ACTION ITEM
Report all lines from the entries below in which "Sets" appears.

----- DATA TO USE

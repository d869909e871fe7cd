//! IP Version Information Element.
//!
//! Per 3GPP TS 29.244, contains IP version flags.

use crate::error::PfcpError;
use crate::ie::{Ie, IeType};
use bitflags::bitflags;

bitflags! {
    #[derive(Debug, Clone, Copy, PartialEq, Eq, PartialOrd, Ord, Hash, Default)]
    pub struct IpVersion: u8 {
        const V4 = 1 << 0; // Bit 1: IPv4
        const V6 = 1 << 1; // Bit 2: IPv6
    }
}

impl IpVersion {
    pub fn marshal(&self) -> [u8; 1] {
        [self.bits()]
    }

    pub fn unmarshal(data: &[u8]) -> Result<Self, PfcpError> {
        if data.is_empty() {
            return Err(PfcpError::invalid_length(
                "IP Version",
                IeType::IpVersion,
                1,
                0,
            ));
        }
        Ok(Self::from_bits_truncate(data[0]))
    }

    pub fn to_ie(&self) -> Ie {
        Ie::new(IeType::IpVersion, self.marshal().to_vec())
    }
}
// src/message/association_setup_request.rs

//! Association Setup Request message implementation.

use crate::error::PfcpError;
use crate::ie::{Ie, IeType};
use crate::message::{header::Header, Message, MsgType};

#[derive(Debug, Clone, PartialEq, Eq)]
pub struct AssociationSetupRequest {
    pub header: Header,
    pub node_id: Ie,                      // M - 3GPP TS 29.244 Table 7.4.4.1-1
    pub recovery_time_stamp: Ie,          // M - 3GPP TS 29.244 Table 7.4.4.1-1
    pub up_function_features: Option<Ie>, // C - 3GPP TS 29.244 Table 7.4.4.1-1
    pub cp_function_features: Option<Ie>, // C - 3GPP TS 29.244 Table 7.4.4.1-1
    // TODO: [IE Type 178] Alternative SMF IP Address - O - Multiple instances allowed (N4/N4mb only)
    // TODO: [IE Type 180] SMF Set ID - C - When MPAS feature is advertised (N4/N4mb only)
    // TODO: [IE Type 183] PFCP Session Retention Information - O - Grouped IE, see Table 7.4.4.1-2
    // TODO: [IE Type 233] UE IP address Pool Information - O - Multiple instances allowed (Sxb/N4 only)
    // TODO: [IE Type 239] GTP-U Path QoS Control Information - C - Multiple instances allowed, Grouped IE (N4 only)
    // TODO: [IE Type 203] Clock Drift Control Information - O - Multiple instances allowed, Grouped IE (N4 only)
    // TODO: [IE Type 253] NF Instance ID (UPF Instance ID) - O - When sent by 5G UP function (N4/N4mb only)
    // TODO: [IE Type 259] PFCPASReq-Flags - O - Flags IE with UUPSI flag for IPUPS support (N4 only)
    pub ies: Vec<Ie>, // For any other IEs
}

impl Message for AssociationSetupRequest {
    fn msg_type(&self) -> MsgType {
        MsgType::AssociationSetupRequest
    }

    fn marshal(&self) -> Vec<u8> {
        let mut buf = Vec::with_capacity(self.marshaled_size());
        self.marshal_into(&mut buf);
        buf
    }

    fn marshal_into(&self, buf: &mut Vec<u8>) {
        buf.reserve(self.marshaled_size());
        self.header.marshal_into(buf);
        self.node_id.marshal_into(buf);
        self.recovery_time_stamp.marshal_into(buf);
        if let Some(ref ie) = self.up_function_features {
            ie.marshal_into(buf);
        }
        if let Some(ref ie) = self.cp_function_features {
            ie.marshal_into(buf);
        }
        for ie in &self.ies {
            ie.marshal_into(buf);
        }
    }

    fn marshaled_size(&self) -> usize {
        let mut size = self.header.len() as usize;
        size += self.node_id.len() as usize;
        size += self.recovery_time_stamp.len() as usize;
        if let Some(ref ie) = self.up_function_features {
            size += ie.len() as usize;
        }
        if let Some(ref ie) = self.cp_function_features {
            size += ie.len() as usize;
        }
        for ie in &self.ies {
            size += ie.len() as usize;
        }
        size
    }

    fn unmarshal(buf: &[u8]) -> Result<Self, PfcpError>
    where
        Self: Sized,
    {
        let header = Header::unmarshal(buf)?;
        let mut node_id = None;
        let mut recovery_time_stamp = None;
        let mut up_function_features = None;
        let mut cp_function_features = None;
        let mut ies = Vec::new();

        let mut offset = header.len() as usize;
        while offset < buf.len() {
            let ie = Ie::unmarshal(&buf[offset..])?;
            let ie_len = ie.len() as usize;
            match ie.ie_type {
                IeType::NodeId => node_id = Some(ie),
                IeType::RecoveryTimeStamp => recovery_time_stamp = Some(ie),
                IeType::UpFunctionFeatures => up_function_features = Some(ie),
                IeType::CpFunctionFeatures => cp_function_features = Some(ie),
                _ => ies.push(ie),
            }
            offset += ie_len;
        }

        Ok(AssociationSetupRequest {
            header,
            node_id: node_id.ok_or(PfcpError::MissingMandatoryIe {
                ie_type: IeType::NodeId,
                message_type: Some(MsgType::AssociationSetupRequest),
                parent_ie: None,
            })?,
            recovery_time_stamp: recovery_time_stamp.ok_or({
                PfcpError::MissingMandatoryIe {
                    ie_type: IeType::RecoveryTimeStamp,
                    message_type: Some(MsgType::AssociationSetupRequest),
                    parent_ie: None,
                }
            })?,
            up_function_features,
            cp_function_features,
            ies,
        })
    }

    fn seid(&self) -> Option<u64> {
        if self.header.has_seid {
            Some(self.header.seid)
        } else {
            None
        }
    }

    fn sequence(&self) -> u32 {
        self.header.sequence_number
    }

    fn set_sequence(&mut self, seq: u32) {
        self.header.sequence_number = seq;
    }

    fn ies(&self, ie_type: IeType) -> crate::message::IeIter<'_> {
        use crate::message::IeIter;

        match ie_type {
            IeType::NodeId => IeIter::single(Some(&self.node_id), ie_type),
            IeType::RecoveryTimeStamp => IeIter::single(Some(&self.recovery_time_stamp), ie_type),
            IeType::UpFunctionFeatures => {
                IeIter::single(self.up_function_features.as_ref(), ie_type)
            }
            IeType::CpFunctionFeatures => {
                IeIter::single(self.cp_function_features.as_ref(), ie_type)
            }
            _ => IeIter::generic(&self.ies, ie_type),
        }
    }

    #[allow(deprecated)]
    fn find_ie(&self, ie_type: IeType) -> Option<&Ie> {
        match ie_type {
            IeType::NodeId => Some(&self.node_id),
            IeType::RecoveryTimeStamp => Some(&self.recovery_time_stamp),
            IeType::UpFunctionFeatures => self.up_function_features.as_ref(),
            IeType::CpFunctionFeatures => self.cp_function_features.as_ref(),
            _ => self.ies.iter().find(|ie| ie.ie_type == ie_type),
        }
    }

    fn all_ies(&self) -> Vec<&Ie> {
        let mut result = vec![&self.node_id, &self.recovery_time_stamp];
        if let Some(ref ie) = self.up_function_features {
            result.push(ie);
        }
        if let Some(ref ie) = self.cp_function_features {
            result.push(ie);
        }
        result.extend(self.ies.iter());
        result
    }
}

impl AssociationSetupRequest {
    pub fn new(
        seq: u32,
        node_id: Ie,
        recovery_time_stamp: Ie,
        up_function_features: Option<Ie>,
        cp_function_features: Option<Ie>,
        ies: Vec<Ie>,
    ) -> Self {
        let mut payload_len = node_id.len() + recovery_time_stamp.len();
        if let Some(ie) = &up_function_features {
            payload_len += ie.len();
        }
        if let Some(ie) = &cp_function_features {
            payload_len += ie.len();
        }
        for ie in &ies {
            payload_len += ie.len();
        }
        let mut header = Header::new(MsgType::AssociationSetupRequest, false, 0, seq);
        header.length = payload_len + (header.len() - 4);
        AssociationSetupRequest {
            header,
            node_id,
            recovery_time_stamp,
            up_function_features,
            cp_function_features,
            ies,
        }
    }
}

/// Builder for AssociationSetupRequest message.
#[derive(Debug, Default)]
pub struct AssociationSetupRequestBuilder {
    sequence: u32,
    node_id: Option<Ie>,
    recovery_time_stamp: Option<Ie>,
    up_function_features: Option<Ie>,
    cp_function_features: Option<Ie>,
    ies: Vec<Ie>,
}

impl AssociationSetupRequestBuilder {
    /// Creates a new AssociationSetupRequest builder.
    pub fn new(sequence: u32) -> Self {
        Self {
            sequence,
            node_id: None,
            recovery_time_stamp: None,
            up_function_features: None,
            cp_function_features: None,
            ies: Vec::new(),
        }
    }

    /// Sets the node ID from a string (FQDN) or IP address.
    ///
    /// This is an ergonomic method that accepts standard types. For more control,
    /// use [`node_id_ie`].
    ///
    /// # Examples
    ///
    /// ```
    /// use pfcp_core::message::association_setup_request::AssociationSetupRequestBuilder;
    /// use std::net::Ipv4Addr;
    ///
    /// // From FQDN
    /// let request = AssociationSetupRequestBuilder::new(1)
    ///     .node_id_fqdn("smf.example.com");
    ///
    /// // From IP address
    /// let request = AssociationSetupRequestBuilder::new(1)
    ///     .node_id(Ipv4Addr::new(192, 168, 1, 1));
    /// ```
    ///
    /// [`node_id_ie`]: #method.node_id_ie
    pub fn node_id<T>(mut self, node_id: T) -> Self
    where
        T: Into<std::net::IpAddr>,
    {
        use crate::ie::node_id::NodeId;
        let ip_addr = node_id.into();
        let node = match ip_addr {
            std::net::IpAddr::V4(v4) => NodeId::new_ipv4(v4),
            std::net::IpAddr::V6(v6) => NodeId::new_ipv6(v6),
        };
        self.node_id = Some(node.to_ie());
        self
    }

    /// Sets the node ID from a string (FQDN).
    ///
    /// This is a convenience method for FQDN node IDs.
    ///
    /// # Examples
    ///
    /// ```
    /// use pfcp_core::message::association_setup_request::AssociationSetupRequestBuilder;
    ///
    /// let request = AssociationSetupRequestBuilder::new(1)
    ///     .node_id_fqdn("smf.example.com");
    /// ```
    pub fn node_id_fqdn(mut self, fqdn: &str) -> Self {
        use crate::ie::node_id::NodeId;
        let node = NodeId::new_fqdn(fqdn);
        self.node_id = Some(node.to_ie());
        self
    }

    /// Sets the node ID IE directly.
    ///
    /// This method provides full control over the IE construction. For common cases,
    /// use [`node_id`] or [`node_id_fqdn`].
    ///
    /// [`node_id`]: #method.node_id
    /// [`node_id_fqdn`]: #method.node_id_fqdn
    pub fn node_id_ie(mut self, ie: Ie) -> Self {
        self.node_id = Some(ie);
        self
    }

    /// Sets the recovery time stamp from a `SystemTime`.
    ///
    /// This is an ergonomic method that automatically converts the `SystemTime`
    /// to a `RecoveryTimeStamp` IE. For more control, use [`recovery_time_stamp_ie`].
    ///
    /// # Examples
    ///
    /// ```
    /// use std::time::SystemTime;
    /// use pfcp_core::message::association_setup_request::AssociationSetupRequestBuilder;
    ///
    /// let request = AssociationSetupRequestBuilder::new(1)
    ///     .recovery_time_stamp(SystemTime::now());
    /// ```
    ///
    /// [`recovery_time_stamp_ie`]: #method.recovery_time_stamp_ie
    pub fn recovery_time_stamp(mut self, timestamp: std::time::SystemTime) -> Self {
        use crate::ie::recovery_time_stamp::RecoveryTimeStamp;
        use crate::ie::IeType;
        let ts = RecoveryTimeStamp::new(timestamp);
        self.recovery_time_stamp = Some(Ie::new(IeType::RecoveryTimeStamp, ts.marshal().to_vec()));
        self
    }

    /// Sets the recovery time stamp IE directly.
    ///
    /// This method provides full control over the IE construction. For common cases,
    /// use [`recovery_time_stamp`] which accepts a `SystemTime` directly.
    ///
    /// [`recovery_time_stamp`]: #method.recovery_time_stamp
    pub fn recovery_time_stamp_ie(mut self, ie: Ie) -> Self {
        self.recovery_time_stamp = Some(ie);
        self
    }

    /// Sets the UP function features IE (optional).
    pub fn up_function_features(mut self, up_function_features: Ie) -> Self {
        self.up_function_features = Some(up_function_features);
        self
    }

    /// Sets the CP function features IE (optional).
    pub fn cp_function_features(mut self, cp_function_features: Ie) -> Self {
        self.cp_function_features = Some(cp_function_features);
        self
    }

    /// Adds an additional IE.
    pub fn ie(mut self, ie: Ie) -> Self {
        self.ies.push(ie);
        self
    }

    /// Adds multiple additional IEs.
    pub fn ies(mut self, mut ies: Vec<Ie>) -> Self {
        self.ies.append(&mut ies);
        self
    }

    /// Builds the AssociationSetupRequest message.
    ///
    /// # Panics
    /// Panics if required node_id or recovery_time_stamp IEs are not set.
    pub fn build(self) -> AssociationSetupRequest {
        let node_id = self
            .node_id
            .expect("Node ID IE is required for AssociationSetupRequest");
        let recovery_time_stamp = self
            .recovery_time_stamp
            .expect("Recovery Time Stamp IE is required for AssociationSetupRequest");

        AssociationSetupRequest::new(
            self.sequence,
            node_id,
            recovery_time_stamp,
            self.up_function_features,
            self.cp_function_features,
            self.ies,
        )
    }

    /// Builds the AssociationSetupRequest message and marshals it to bytes in one step.
    ///
    /// This is a convenience method equivalent to calling `.build().marshal()`.
    ///
    /// # Examples
    ///
    /// ```
    /// use std::time::SystemTime;
    /// use std::net::Ipv4Addr;
    /// use pfcp_core::message::association_setup_request::AssociationSetupRequestBuilder;
    ///
    /// let bytes = AssociationSetupRequestBuilder::new(1)
    ///     .node_id(Ipv4Addr::new(192, 168, 1, 1))
    ///     .recovery_time_stamp(SystemTime::now())
    ///     .marshal();
    /// ```
    ///
    /// # Panics
    /// Panics if required IEs are not set.
    pub fn marshal(self) -> Vec<u8> {
        self.build().marshal()
    }

    /// Tries to build the AssociationSetupRequest message.
    ///
    /// # Returns
    /// Returns an error if required IEs are not set.
    pub fn try_build(self) -> Result<AssociationSetupRequest, &'static str> {
        let node_id = self
            .node_id
            .ok_or("Node ID IE is required for AssociationSetupRequest")?;
        let recovery_time_stamp = self
            .recovery_time_stamp
            .ok_or("Recovery Time Stamp IE is required for AssociationSetupRequest")?;

        Ok(AssociationSetupRequest::new(
            self.sequence,
            node_id,
            recovery_time_stamp,
            self.up_function_features,
            self.cp_function_features,
            self.ies,
        ))
    }
}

----------

TASK RESPONSE
    /// Sets the node ID from a string (FQDN) or IP address.
    /// Sets the node ID from a string (FQDN).
    /// Sets the node ID IE directly.
    /// Sets the recovery time stamp from a `SystemTime`.
    /// Sets the recovery time stamp IE directly.
    /// Sets the UP function features IE (optional).
    /// Sets the CP function features IE (optional).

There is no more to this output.